Scrapy で Web サイトの文書を集める

Last updated at 2025-02-20Posted at 2025-02-20

RAG に Web ページを投入することを想定して、Scrapy を使って自社の Web サイトのコラムを集めてみました。

環境は Windows です。コンソールは Git Bash ですが、VS Code のターミナルは PowerShell 7 です。

環境作成

$ mkdir scrapy-study
$ cd scrapy-study
$ python -m venv .venv
$ . .venv/Scripts/activate
$ pip install scrapy

プロジェクトの作成

すでにプロジェクト用のディレクトリーを作ってあるので、カレントディレクトリーを指定してプロジェクトを作成します。

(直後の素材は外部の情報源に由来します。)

use std::path::PathBuf;

use sqlx::{ConnectOptions, Connection, sqlite::SqliteConnectOptions};
use tracing::{error, warn};

use crate::domain::{
    common::entities::app_errors::CoreError,
    nutrition::{entities::NutritionRecord, ports::NutritionRepository, value_objects::FoodNameQuery},
};

/// Contains-match on the space-stripped name, prefix matches first.
/// The third bucket cannot be reached under the WHERE filter but keeps the
/// ordering total.
const FIND_BY_NAME_SQL: &str = "SELECT * FROM FOOD_NUTRITION
WHERE instr(REPLACE(food_name, ' ', ''), ?) > 0
ORDER BY
    CASE
        WHEN instr(REPLACE(food_name, ' ', ''), ?) = 1 THEN 1
        WHEN instr(REPLACE(food_name, ' ', ''), ?) > 0 THEN 2
        ELSE 3
    END,
    rowid";

/// Read-only view of the `FOOD_NUTRITION` table in a SQLite file.
///
/// Each lookup opens its own connection and closes it before returning.
#[derive(Debug, Clone)]
pub struct SqliteNutritionRepository {
    pub path: PathBuf,
}

impl SqliteNutritionRepository {
    pub fn new(path: impl Into<PathBuf>) -> Self {
        Self { path: path.into() }
    }
}

impl NutritionRepository for SqliteNutritionRepository {
    async fn find_by_name(&self, query: FoodNameQuery) -> Result<Vec<NutritionRecord>, CoreError> {
        let mut connection = SqliteConnectOptions::new()
            .filename(&self.path)
            .read_only(true)
            .connect()
            .await
            .map_err(|e| {
                error!("Failed to open nutrition database {:?}: {}", self.path, e);
                CoreError::StorageError(e.to_string())
            })?;

        let rows = sqlx::query(FIND_BY_NAME_SQL)
            .bind(query.as_str())
            .bind(query.as_str())
            .bind(query.as_str())
            .fetch_all(&mut connection)
            .await;

        if let Err(e) = connection.close().await {
            warn!("Failed to close nutrition database connection: {}", e);
        }

        let rows = rows.map_err(|e| {
            error!("Failed to query nutrition records for {:?}: {}", query.as_str(), e);
            CoreError::StorageError(e.to_string())
        })?;

        rows.iter()
            .map(NutritionRecord::try_from)
            .collect::<Result<Vec<_>, _>>()
            .map_err(|e| {
                error!("Failed to decode nutrition record: {}", e);
                CoreError::StorageError(e.to_string())
            })
    }
}

#[cfg(test)]
mod tests {
    use std::path::Path;

    use sqlx::SqliteConnection;
    use tempfile::TempDir;

    use super::*;

    async fn create_database(path: &Path, rows: &[(&str, &str, Option<f64>)]) {
        let mut connection: SqliteConnection = SqliteConnectOptions::new()
            .filename(path)
            .create_if_missing(true)
            .connect()
            .await
            .unwrap();

        sqlx::query(
            "CREATE TABLE FOOD_NUTRITION (
                food_name TEXT,
                food_origin_name TEXT,
                energy_kcal REAL,
                carbohydrates_g REAL,
                protein_g TEXT,
                fat_g REAL,
                sugars_g REAL,
                sodium_mg INTEGER,
                serving_size TEXT
            )",
        )
        .execute(&mut connection)
        .await
        .unwrap();

        for (food_name, origin, energy) in rows {
            sqlx::query(
                "INSERT INTO FOOD_NUTRITION
                    (food_name, food_origin_name, energy_kcal, protein_g, sodium_mg, serving_size)
                 VALUES (?, ?, ?, '7.5', 830, NULL)",
            )
            .bind(*food_name)
            .bind(*origin)
            .bind(*energy)
            .execute(&mut connection)
            .await
            .unwrap();
        }

        connection.close().await.unwrap();
    }

    async fn repository(rows: &[(&str, &str, Option<f64>)]) -> (TempDir, SqliteNutritionRepository) {
        let dir = tempfile::tempdir().unwrap();
        let path = dir.path().join("food.db");
        create_database(&path, rows).await;
        (dir, SqliteNutritionRepository::new(path))
    }

    fn names(records: &[NutritionRecord]) -> Vec<&str> {
        records.iter().map(|r| r.food_name.as_str()).collect()
    }

    #[tokio::test]
    async fn test_prefix_matches_rank_first() {
        let (_dir, repository) = repository(&[
            ("순두부 김치찌개", "가정식", Some(180.0)),
            ("김치찌개", "가정식", Some(200.0)),
            ("돼지고기 김치 찌개", "외식 음식", None),
            ("김치찌개 라면", "가공식품", Some(500.0)),
            ("된장찌개", "가정식", Some(150.0)),
        ])
        .await;

        let records = repository
            .find_by_name(FoodNameQuery::new("김치찌개"))
            .await
            .unwrap();

        assert_eq!(
            names(&records),
            vec!["김치찌개", "김치찌개 라면", "순두부 김치찌개", "돼지고기 김치 찌개"]
        );
    }

    #[tokio::test]
    async fn test_spaces_are_ignored_on_both_sides() {
        let (_dir, repository) = repository(&[("비빔 밥", "가정식", Some(550.0))]).await;

        let spaced = repository.find_by_name(FoodNameQuery::new("비 빔밥")).await.unwrap();
        let compact = repository.find_by_name(FoodNameQuery::new("비빔밥")).await.unwrap();

        assert_eq!(names(&spaced), vec!["비빔 밥"]);
        assert_eq!(spaced, compact);
    }

    #[tokio::test]
    async fn test_match_is_case_sensitive_and_literal() {
        let (_dir, repository) = repository(&[
            ("Kimchi Fried Rice", "외식 음식", Some(620.0)),
            ("떡볶이_분식", "외식 음식", Some(300.0)),
            ("떡볶이", "가정식", Some(280.0)),
        ])
        .await;

        assert!(repository
            .find_by_name(FoodNameQuery::new("kimchi"))
            .await
            .unwrap()
            .is_empty());
        assert_eq!(
            names(&repository.find_by_name(FoodNameQuery::new("Kimchi")).await.unwrap()),
            vec!["Kimchi Fried Rice"]
        );
        assert_eq!(
            names(&repository.find_by_name(FoodNameQuery::new("이_")).await.unwrap()),
            vec!["떡볶이_분식"]
        );
        assert!(repository
            .find_by_name(FoodNameQuery::new("떡%"))
            .await
            .unwrap()
            .is_empty());
    }

    #[tokio::test]
    async fn test_row_decoding() {
        let (_dir, repository) = repository(&[("잡채", "외식 음식", Some(290.5))]).await;

        let records = repository.find_by_name(FoodNameQuery::new("잡채")).await.unwrap();
        let record = &records[0];

        assert_eq!(record.food_origin_category, "외식 음식");
        assert!(record.is_dine_out());
        assert_eq!(record.energy_kcal, Some(290.5));
        assert_eq!(record.protein_g, Some(7.5));
        assert_eq!(record.carbohydrates_g, None);
        assert_eq!(record.extra.get("sodium_mg").map(String::as_str), Some("830"));
        assert!(!record.extra.contains_key("serving_size"));
    }

    #[tokio::test]
    async fn test_missing_database_is_storage_error() {
        let dir = tempfile::tempdir().unwrap();
        let repository = SqliteNutritionRepository::new(dir.path().join("missing.db"));

        let result = repository.find_by_name(FoodNameQuery::new("김치")).await;

        assert!(matches!(result, Err(CoreError::StorageError(_))));
        assert!(!dir.path().join("missing.db").exists());
    }

    #[tokio::test]
    async fn test_missing_table_is_storage_error() {
        let dir = tempfile::tempdir().unwrap();
        let path = dir.path().join("empty.db");
        let connection: SqliteConnection = SqliteConnectOptions::new()
            .filename(&path)
            .create_if_missing(true)
            .connect()
            .await
            .unwrap();
        connection.close().await.unwrap();

        let result = SqliteNutritionRepository::new(path)
            .find_by_name(FoodNameQuery::new("김치"))
            .await;

        assert!(matches!(result, Err(CoreError::StorageError(_))));
    }
}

$ scrapy startproject scraping_proj .

次のようになります。

scrapy-study
├───scrapy.cfg         # デプロイ設定
└───scraping_project   # プロジェクトの Python モジュール
    ├───__init__.py
    ├───items.py       # 項目定義ファイル
    ├───middlewares.py # ミドルウェア定義ファイル
    ├───pipelines.py   # パイプラインファイル
    ├───settings.py    # 設定ファイル
    └───spiders        # Spider 格納ディレクトリー
        └───__init.py__

Spider のひな型作成

これから、Web をクロールしてくれる、Spider というものを作成していきます。

下記コマンドで intellilink_column という名前の Spider のひな型を作ることができます。対象ドメインを www.intellilink.co.jp に絞っています。

$ scrapy genspider intellilink_column www.intellilink.co.jp

spiders ディレクトリーに以下のファイルが作成されます。

intellilink_column.py

import scrapy


class IntellilinkColumnSpider(scrapy.Spider):
    name = "intellilink_column"
    allowed_domains = ["www.intellilink.co.jp"]
    start_urls = ["https://www.intellilink.co.jp"]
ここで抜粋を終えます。